I was slightly frightened of picking up William Faulkner’s ‘As I Lay Dying.’ I’d tried to reread it once before and found it too bleak. But it was beautiful this time. The language, the characters, the structure – oh my! I felt like I was there. I could smell Addie’s corpse, I could see the circling buzzards, I could feel the cruelty. Simple-seeming farming folk, wrapped in poetry, in telepathy, in complexity.
  
Next I Woolfed down ‘Orlando’. Ah, to live three hundred years, and ah, to stay 36 (though I did not enjoy that age myself very much, much better to be 33) and ah to change sex and to see so damn well, no glasses needed for our Orlando. This book was my first experience of stream of conscious, my first time for seeing an author really breaking the rules, having fun with constructs, expectations. And what a lovely long love letter, Vita obviously had great legs!
 
Banks got his brilliance back with 'Transitions'. He was my hero for many years and then I fell out of love. I picked this up in a charity shop, a fevered purchase prior to a holiday. And what a wonderful read for a holiday. I don’t remember much of where I was, because I was spinning through worlds. Yes, I fell back in love. For me this is plot at its most epic and powerful. Awe-inspiring, what an incredible imagination, what a loss he died so young. 
  
Who’s on the shore? ‘Kafka on the Shore’. Haruki Murakami is another amazing mind. A man that can talk to cats. Johnny Walker and the KFC Colonel wandering around reality. All the descriptions of food in between. The cleanliness of the translation. Magical Realism. I wish my world was more absurd, more Murakami. 
 
It has been indulgent. But it’s been bliss. And there should be more on this list but I’ve run out of summer and I must take what I can from this genius and try not to be intimidated.Now I know I must get back to writing.

To Tell the Truth



By Paul Agule
I lie all the time. I’m pathological. I lie to protect myself, to be nice, in the desperate desire to get people to like me. Often I lie just for my own entertainment, especially to young children: My dog is half cow, I once met a dragon, cup-cakes are actually fairy poos. I myself am gloriously gullible and extremely trusting, which is strange when on the other foot I’m such a fibber. With my habitual chameleoning it’s easy to forget or not bother with opinion, I’ll just agree with whatever you’re saying. Unless you’re saying something sexist, racist or other twattishness. Even I have limits.

So I find it very difficult to form opinions. I’m so conflict averse I’ll sidle around and not address things. But I’m going to start trying to be truthful…

…But maybe I’m lying right now, a neat way to finish my witter. All creative writers enjoy fabricating and maybe I should celebrate our special talent. What would life be without wonderful woppers along the way! 

On Balance




There is a new skate park.

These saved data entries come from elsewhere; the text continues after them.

//! Shared helpers for integration tests.

#![allow(dead_code)]

use std::sync::Once;

use chainsieve::primes::pow_mod;
use chainsieve::{PrimeTable, ScalarBackend, SieveConfig, SieveSession};
use rug::Integer;

static TRACING_INIT: Once = Once::new();

/// Route session logs through the test harness. `RUST_LOG=debug` shows
/// every stage.
pub fn init_tracing() {
    TRACING_INIT.call_once(|| {
        let _ = tracing_subscriber::fmt()
            .with_env_filter(tracing_subscriber::EnvFilter::from_default_env())
            .with_test_writer()
            .with_target(false)
            .try_init();
    });
}

/// Small layout that still has several work groups and segments.
pub fn test_config() -> SieveConfig {
    SieveConfig {
        segment_words: 16,
        segments_per_block: 2,
        num_blocks: 8,
        small_prime_count: 23,
        min_chain_length: 3,
        long_chain_length: 6,
        estimated_chains_per_million: 100_000,
        threads: 4,
        ..SieveConfig::default()
    }
}

/// A multiple of 30 far above every table prime.
pub fn big_base() -> Integer {
    Integer::from(1_000_000_000_007u64) * 30u32
}

pub fn scalar_session(config: SieveConfig, table: PrimeTable, words: usize) -> SieveSession {
    SieveSession::with_backend(config, table, words, Box::new(ScalarBackend::new(0)))
        .expect("scalar session")
}

/// Smallest multiple of 30 such that `base + offset` is divisible by `q`
/// for every `(offset, q)` pair. The `q` must be distinct primes above 5.
pub fn covering_base(assignments: &[(u64, u32)]) -> Integer {
    let mut base = Integer::new();
    let mut modulus = Integer::from(30u32);
    for &(offset, q) in assignments {
        let q64 = q as u64;
        let b = base.mod_u(q) as u64;
        let target = (2 * q64 - offset % q64 - b) % q64;
        let m = modulus.mod_u(q) as u64;
        let t = target * pow_mod(m, q64 - 2, q64) % q64;
        base += Integer::from(&modulus * t);
        modulus *= q;
    }
    base
}
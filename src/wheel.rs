//! # Wheel — Mod-30 Candidate Addressing
//!
//! The sieve tracks only integers coprime to 30 = 2·3·5. Each block of 30
//! consecutive integers is one wheel byte holding 8 candidate bits, one per
//! residue in [`RESIDUES`]. A 32-bit sieve word therefore covers 120 integers.
//!
//! Bit `b` of the sieve lives in word `b / 32` at bit `b % 32` (LSB first),
//! belongs to wheel byte `b / 8`, and has residue `RESIDUES[b % 8]`.

/// The wheel modulus.
pub const WHEEL: u64 = 30;

/// Residues coprime to 30: these are the only positions we track.
pub const RESIDUES: [u8; 8] = [1, 7, 11, 13, 17, 19, 23, 29];

/// Candidate bits per wheel byte.
pub const BITS_PER_BYTE: usize = 8;

/// Bits per sieve word.
pub const WORD_BITS: usize = 32;

/// Wheel bytes per sieve word.
pub const BYTES_PER_WORD: usize = WORD_BITS / BITS_PER_BYTE;

/// Integers covered by one sieve word.
pub const WORD_RANGE: u64 = WHEEL * BYTES_PER_WORD as u64;

/// Map residue → index in the wheel (255 for residues sharing a factor with 30).
const RES_TO_IDX: [u8; 30] = [
    255, 0, 255, 255, 255, 255, 255, 1, 255, 255, 255, 2, 255, 3, 255, 255, 255, 4, 255, 5, 255,
    255, 255, 6, 255, 255, 255, 255, 255, 7,
];

/// Offset within a range of the candidate stored at bit `bit`.
#[inline]
pub fn bit_offset(bit: usize) -> u64 {
    (bit / BITS_PER_BYTE) as u64 * WHEEL + RESIDUES[bit % BITS_PER_BYTE] as u64
}

/// Inverse of [`bit_offset`]: the bit holding `offset`, or `None` when the
/// offset shares a factor with 30.
pub fn offset_bit(offset: u64) -> Option<usize> {
    let idx = RES_TO_IDX[(offset % WHEEL) as usize];
    if idx == 255 {
        return None;
    }
    Some((offset / WHEEL) as usize * BITS_PER_BYTE + idx as usize)
}

/// Integer distance from the candidate at `bit` to the one at `bit + 1`.
#[inline]
pub fn gap_after(bit: usize) -> u8 {
    match bit % BITS_PER_BYTE {
        7 => 2, // 29 → 31
        i => RESIDUES[i + 1] - RESIDUES[i],
    }
}

/// Total integer span covered by `words` sieve words.
pub fn words_range(words: usize) -> u64 {
    words as u64 * WORD_RANGE
}
//! End-to-end tests for the sieve session lifecycle.
//!
//! Every test drives a full `init → run_sieve → find_chains → clean_chains →
//! harvest` round (or replays a synthetic buffer with `load_sieve`) and
//! checks one observable property of the round. `rug` is the oracle for
//! divisibility and primality.
//!
//! ```bash
//! cargo test --test session_tests
//! RUST_LOG=debug cargo test --test session_tests -- --nocapture
//! ```

mod common;

use anyhow::Result;
use chainsieve::wheel::{bit_offset, offset_bit};
use chainsieve::{Chain, PrimeTable, SieveConfig, SieveError, SieveSession};
use rug::integer::IsPrime;
use rug::Integer;
use std::collections::HashSet;

use common::{big_base, covering_base, init_tracing, scalar_session, test_config};

const WORDS: usize = 256;

fn cpu_session(table_limit: u32) -> Result<SieveSession> {
    init_tracing();
    Ok(SieveSession::load(
        test_config(),
        PrimeTable::generate(table_limit),
        WORDS,
        0,
    )?)
}

fn round(session: &mut SieveSession, base: &Integer, range_base: u64) -> Result<Vec<Chain>> {
    let starts = session
        .table()
        .starting_multiples(base, session.config().small_prime_count);
    session.init(&starts.large, &starts.small)?;
    session.run_sieve(range_base)?;
    session.find_chains();
    session.clean_chains();
    Ok(session.get_chains())
}

// == Determinism ===============================================================

#[test]
fn repeated_rounds_are_identical() -> Result<()> {
    let mut session = cpu_session(2000)?;
    let base = big_base();
    let first = round(&mut session, &base, 0)?;
    let second = round(&mut session, &base, 0)?;
    assert!(!first.is_empty(), "expected chains at min length 3");
    assert_eq!(first, second);
    Ok(())
}

#[test]
fn cpu_matches_scalar_reference() -> Result<()> {
    let mut cpu = cpu_session(5000)?;
    let mut scalar = scalar_session(test_config(), PrimeTable::generate(5000), WORDS);
    let base = big_base();
    let a = round(&mut cpu, &base, 3000)?;
    let b = round(&mut scalar, &base, 3000)?;
    assert_eq!(cpu.get_sieve(), scalar.get_sieve());
    assert_eq!(a, b);
    assert_eq!(cpu.get_stats(), scalar.get_stats());
    Ok(())
}

// == Sieve correctness =========================================================

/// With a base far above the table, a candidate is struck exactly when some
/// table prime divides it. In particular no prime is ever eliminated.
#[test]
fn struck_candidates_are_exactly_the_table_multiples() -> Result<()> {
    let table = PrimeTable::generate(3000);
    let primes: Vec<u32> = table.entries().iter().map(|e| e.prime).collect();
    let mut session = cpu_session(3000)?;
    let base = big_base();
    let range_base = 30 * 1234;
    round(&mut session, &base, range_base)?;

    let words = session.get_sieve();
    let mut alive = 0u64;
    for bit in 0..WORDS * 32 {
        let is_alive = words[bit / 32] & (1 << (bit % 32)) != 0;
        let n = Integer::from(&base + range_base) + bit_offset(bit);
        let divisible = primes.iter().any(|&p| n.is_divisible_u(p));
        assert_eq!(is_alive, !divisible, "candidate at bit {} misclassified", bit);
        if n.is_probably_prime(20) != IsPrime::No {
            assert!(is_alive, "prime at bit {} was struck", bit);
        }
        alive += is_alive as u64;
    }
    assert_eq!(session.get_prime_candidate_count(), alive);
    Ok(())
}

#[test]
fn striking_only_removes_candidates() -> Result<()> {
    let mut session = cpu_session(4000)?;
    let base = big_base();
    let starts = session
        .table()
        .starting_multiples(&base, session.config().small_prime_count);
    session.init(&starts.large, &starts.small)?;
    let after_init = session.get_sieve();
    assert!(after_init.iter().all(|&w| w == u32::MAX));

    session.run_small_prime_sieve(0)?;
    let after_small = session.get_sieve();
    session.run_large_prime_sieve(0)?;
    let after_large = session.get_sieve();

    for ((&i, &s), &l) in after_init.iter().zip(&after_small).zip(&after_large) {
        assert_eq!(s & !i, 0);
        assert_eq!(l & !s, 0);
    }
    assert!(session.get_prime_candidate_count() < (WORDS * 32) as u64);
    Ok(())
}

#[test]
fn phases_commute() -> Result<()> {
    let base = big_base();
    let mut a = cpu_session(4000)?;
    let mut b = cpu_session(4000)?;
    let starts = a.table().starting_multiples(&base, a.config().small_prime_count);
    a.init(&starts.large, &starts.small)?;
    b.init(&starts.large, &starts.small)?;
    a.run_small_prime_sieve(0)?;
    a.run_large_prime_sieve(0)?;
    b.run_large_prime_sieve(0)?;
    b.run_small_prime_sieve(0)?;
    assert_eq!(a.get_sieve(), b.get_sieve());

    // run_sieve resets first, so it lands on the same state.
    a.run_sieve(0)?;
    assert_eq!(a.get_sieve(), b.get_sieve());
    Ok(())
}

/// One init serves successive ranges: sieving range offset R from base B
/// equals sieving offset 0 from base B + R.
#[test]
fn successive_ranges_share_starting_multiples() -> Result<()> {
    let mut session = cpu_session(3000)?;
    let base = big_base();
    let range = session.range_size();
    let starts = session
        .table()
        .starting_multiples(&base, session.config().small_prime_count);
    session.init(&starts.large, &starts.small)?;
    session.run_sieve(range)?;
    session.find_chains();
    session.clean_chains();
    let shifted = session.get_chains();
    let shifted_sieve = session.get_sieve();

    let mut fresh = cpu_session(3000)?;
    let moved_base = Integer::from(&base + range);
    let direct = round(&mut fresh, &moved_base, 0)?;

    assert_eq!(shifted_sieve, fresh.get_sieve());
    assert_eq!(shifted.len(), direct.len());
    for (s, d) in shifted.iter().zip(&direct) {
        assert_eq!(s.start_offset, d.start_offset + range);
        assert_eq!(s.length, d.length);
    }
    Ok(())
}

// == Chain invariants ==========================================================

#[test]
fn harvested_chains_are_unique_and_long_enough() -> Result<()> {
    let mut session = cpu_session(1000)?;
    let base = big_base();
    let chains = round(&mut session, &base, 0)?;
    let min = session.config().min_chain_length;

    let words = session.get_sieve();
    let mut seen = HashSet::new();
    for chain in &chains {
        assert!(chain.length >= min);
        assert!(seen.insert(chain.start_offset), "duplicate {}", chain.start_offset);
        // Every member is alive in the buffer.
        for offset in chain.offsets() {
            let bit = offset_bit(offset).expect("member on the wheel");
            assert!(words[bit / 32] & (1 << (bit % 32)) != 0);
        }
    }
    let long = session.get_long_chains();
    assert!(long.iter().all(|c| c.length >= session.config().long_chain_length));
    Ok(())
}

#[test]
fn members_have_no_table_factor() -> Result<()> {
    let table = PrimeTable::generate(2000);
    let mut session = cpu_session(2000)?;
    let base = big_base();
    let chains = round(&mut session, &base, 0)?;
    for chain in chains.iter().take(20) {
        let members = chain.members(&base);
        assert_eq!(members.len(), chain.length as usize);
        for n in members {
            assert!(table.entries().iter().all(|e| !n.is_divisible_u(e.prime)));
        }
    }
    Ok(())
}

#[test]
fn harvest_returns_each_chain_once() -> Result<()> {
    let mut session = cpu_session(2000)?;
    let base = big_base();
    let first = round(&mut session, &base, 0)?;
    assert!(!first.is_empty());
    assert_eq!(session.get_chain_count(), 0);
    assert!(session.get_chains().is_empty());
    Ok(())
}

#[test]
fn recleaning_a_range_adds_no_duplicates() -> Result<()> {
    let mut session = cpu_session(2000)?;
    let base = big_base();
    let starts = session
        .table()
        .starting_multiples(&base, session.config().small_prime_count);
    session.init(&starts.large, &starts.small)?;
    session.run_sieve(0)?;
    session.find_chains();
    let kept = session.clean_chains();
    assert!(kept > 0);
    session.find_chains();
    assert_eq!(session.clean_chains(), 0);

    let chains = session.get_chains();
    assert_eq!(chains.len(), kept);
    let starts: HashSet<u64> = chains.iter().map(|c| c.start_offset).collect();
    assert_eq!(starts.len(), chains.len());
    let stats = session.get_stats();
    assert_eq!(stats.chain_count, kept as u64);
    assert_eq!(stats.bucket_total(), stats.chain_count);
    Ok(())
}

#[test]
fn histogram_matches_chain_count_across_ranges() -> Result<()> {
    let mut session = cpu_session(2000)?;
    let base = big_base();
    let mut harvested = 0u64;
    let mut candidates = 0u64;
    for i in 0..3 {
        let range_base = i * session.range_size();
        harvested += round(&mut session, &base, range_base)?.len() as u64;
        candidates += session.get_prime_candidate_count();
    }
    let stats = session.get_stats();
    assert_eq!(stats.bucket_total(), stats.chain_count);
    assert_eq!(stats.chain_count, harvested);
    assert_eq!(stats.prime_candidates, candidates);

    session.reset_stats();
    let stats = session.get_stats();
    assert_eq!(stats.chain_count, 0);
    assert_eq!(stats.bucket_total(), 0);
    Ok(())
}

// == Scenarios =================================================================

/// Every candidate of a one-word range gets its own table prime, so the
/// sieve must eliminate all of them.
#[test]
fn range_without_primes_yields_nothing() -> Result<()> {
    init_tracing();
    let table = PrimeTable::generate(151);
    let assignments: Vec<(u64, u32)> = table
        .entries()
        .iter()
        .take(32)
        .enumerate()
        .map(|(bit, e)| (bit_offset(bit), e.prime))
        .collect();
    let base = covering_base(&assignments);

    let config = SieveConfig {
        segment_words: 1,
        num_blocks: 1,
        small_prime_count: 5,
        min_chain_length: 1,
        threads: 2,
        ..SieveConfig::default()
    };
    let mut session = SieveSession::load(config, table, 1, 0)?;
    let chains = round(&mut session, &base, 0)?;
    assert_eq!(session.get_prime_candidate_count(), 0);
    assert!(chains.is_empty());
    assert_eq!(session.get_stats().chain_count, 0);
    Ok(())
}

#[test]
fn single_minimum_length_run() -> Result<()> {
    init_tracing();
    let config = SieveConfig {
        segment_words: 2,
        num_blocks: 2,
        ..SieveConfig::default()
    };
    let min = config.min_chain_length;
    let mut session = SieveSession::load(config, PrimeTable::generate(100), 4, 0)?;
    // bits 70..78 alive, everything else struck
    let words = [0, 0, 0xFF << 6, 0];
    session.load_sieve(&words, 600)?;
    assert_eq!(session.get_prime_candidate_count(), 8);
    session.find_chains();
    session.clean_chains();
    let chains = session.get_chains();
    assert_eq!(chains.len(), 1);
    assert_eq!(chains[0].length, min);
    assert_eq!(chains[0].start_offset, 600 + bit_offset(70));
    assert!(!chains[0].boundary);
    Ok(())
}

#[test]
fn shared_boundary_run_survives_once() -> Result<()> {
    init_tracing();
    let config = SieveConfig {
        segment_words: 1,
        num_blocks: 4,
        ..SieveConfig::default()
    };
    let mut session = SieveSession::load(config, PrimeTable::generate(100), 4, 0)?;
    // bits 56..72: crosses from work group 1 into work group 2
    session.load_sieve(&[0, 0xFF00_0000, 0x0000_00FF, 0], 0)?;
    assert_eq!(session.find_chains(), 2);
    assert_eq!(session.clean_chains(), 1);
    let chains = session.get_chains();
    assert_eq!(chains.len(), 1);
    assert_eq!(chains[0].length, 16);
    assert_eq!(chains[0].start_offset, bit_offset(56));
    Ok(())
}

#[test]
fn boundary_runs_are_flagged_not_merged() -> Result<()> {
    let config = SieveConfig {
        segment_words: 1,
        num_blocks: 1,
        estimated_chains_per_million: 100_000,
        ..SieveConfig::default()
    };
    let mut session = scalar_session(config, PrimeTable::generate(100), 2);
    session.load_sieve(&[0x0000_03FF, 0xFFF0_0000], 0)?;
    session.find_chains();
    session.clean_chains();
    let chains = session.get_chains();
    assert_eq!(chains.len(), 2);
    assert!(chains.iter().all(|c| c.boundary));
    assert_eq!(chains[0].length, 10);
    assert_eq!(chains[1].length, 12);
    Ok(())
}

#[test]
fn full_pool_drops_but_counts() -> Result<()> {
    let config = SieveConfig {
        segment_words: 1,
        num_blocks: 1,
        min_chain_length: 2,
        long_chain_length: 2,
        max_long_chains: 1,
        estimated_chains_per_million: 1,
        ..SieveConfig::default()
    };
    let mut session = scalar_session(config, PrimeTable::generate(100), 1);
    // Three runs of length 3 separated by dead bits.
    session.load_sieve(&[0b0111_0111_0111_0], 0)?;
    session.find_chains();
    assert_eq!(session.clean_chains(), 3);
    assert_eq!(session.get_chains().len(), 1);
    assert_eq!(session.get_long_chains().len(), 1);
    assert_eq!(session.dropped_chains(), 2);
    let stats = session.get_stats();
    assert_eq!(stats.chain_count, 3);
    assert_eq!(stats.histogram[3], 3);
    Ok(())
}

#[test]
fn errors_are_distinct_from_empty_results() {
    let err = SieveSession::load(test_config(), PrimeTable::generate(100), WORDS, 1)
        .err()
        .expect("device 1 does not exist");
    assert!(err.is_fatal());
    assert!(matches!(err, SieveError::Device { .. }));

    let err = SieveSession::load(test_config(), PrimeTable::generate(100), 17, 0)
        .err()
        .expect("17 words is not a whole number of segments");
    assert!(!err.is_fatal());
}

#[test]
fn free_sieve_consumes_the_session() -> Result<()> {
    let mut session = cpu_session(500)?;
    round(&mut session, &big_base(), 0)?;
    session.get_stats().log_summary();
    session.free_sieve();
    // A fresh load on the same device is allowed afterwards.
    let again = cpu_session(500)?;
    again.free_sieve();
    Ok(())
}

This has been a long time in the making; all summer builder-artists have been creating curving concrete surfaces. And now it is open. I knew it was because suddenly it was surrounded by litter. And also there were skateboarders even at 7.00 am when I was walking my dog. I admire the dedication. By my lunchtime dog walk the place is heaving. I watch some impressive bicycle tricks.  It's good, it's wholesome, it's not playing computer games. It is very boy-dominated. Where are the girl boarder/bikers? I know they exist; I work with one, one once lived next door and I've seen them on the Southbank too. But not on the new skate park. 





Another irritation, and now I'm being a cantanker, is that I find myself living on a through-route artery to the skate park. Okay, I'll cope during the day, but at 6.00 am (Are these the shy ones that want the park to themselves?) and at 11.30 pm the clatter-chatter, grundle-trundle I wish to pin tack the street. It’s probably all karmic. I am a loud person, I must irritate many, I must be made to suffer.

Maybe I’m jealous, I have no balance, no spatial sensibility and no wheels. Are we meant to travel this way? Initially I think not but for all my clumsiness, all my falling-on-my-arseness on roller-skates, I now recall ‘Chorlton and the Wheelies’ and more recently those wonderful diamond-spined beasts, the Mulefa, in Philip Pullman’s ‘The Amber Spyglass’.



So maybe I’ll have another try. Maybe I’ll buy some carboot roller-blades. Maybe I’ll be Mulefalicous. And maybe set the alarm clock for 5.00 am.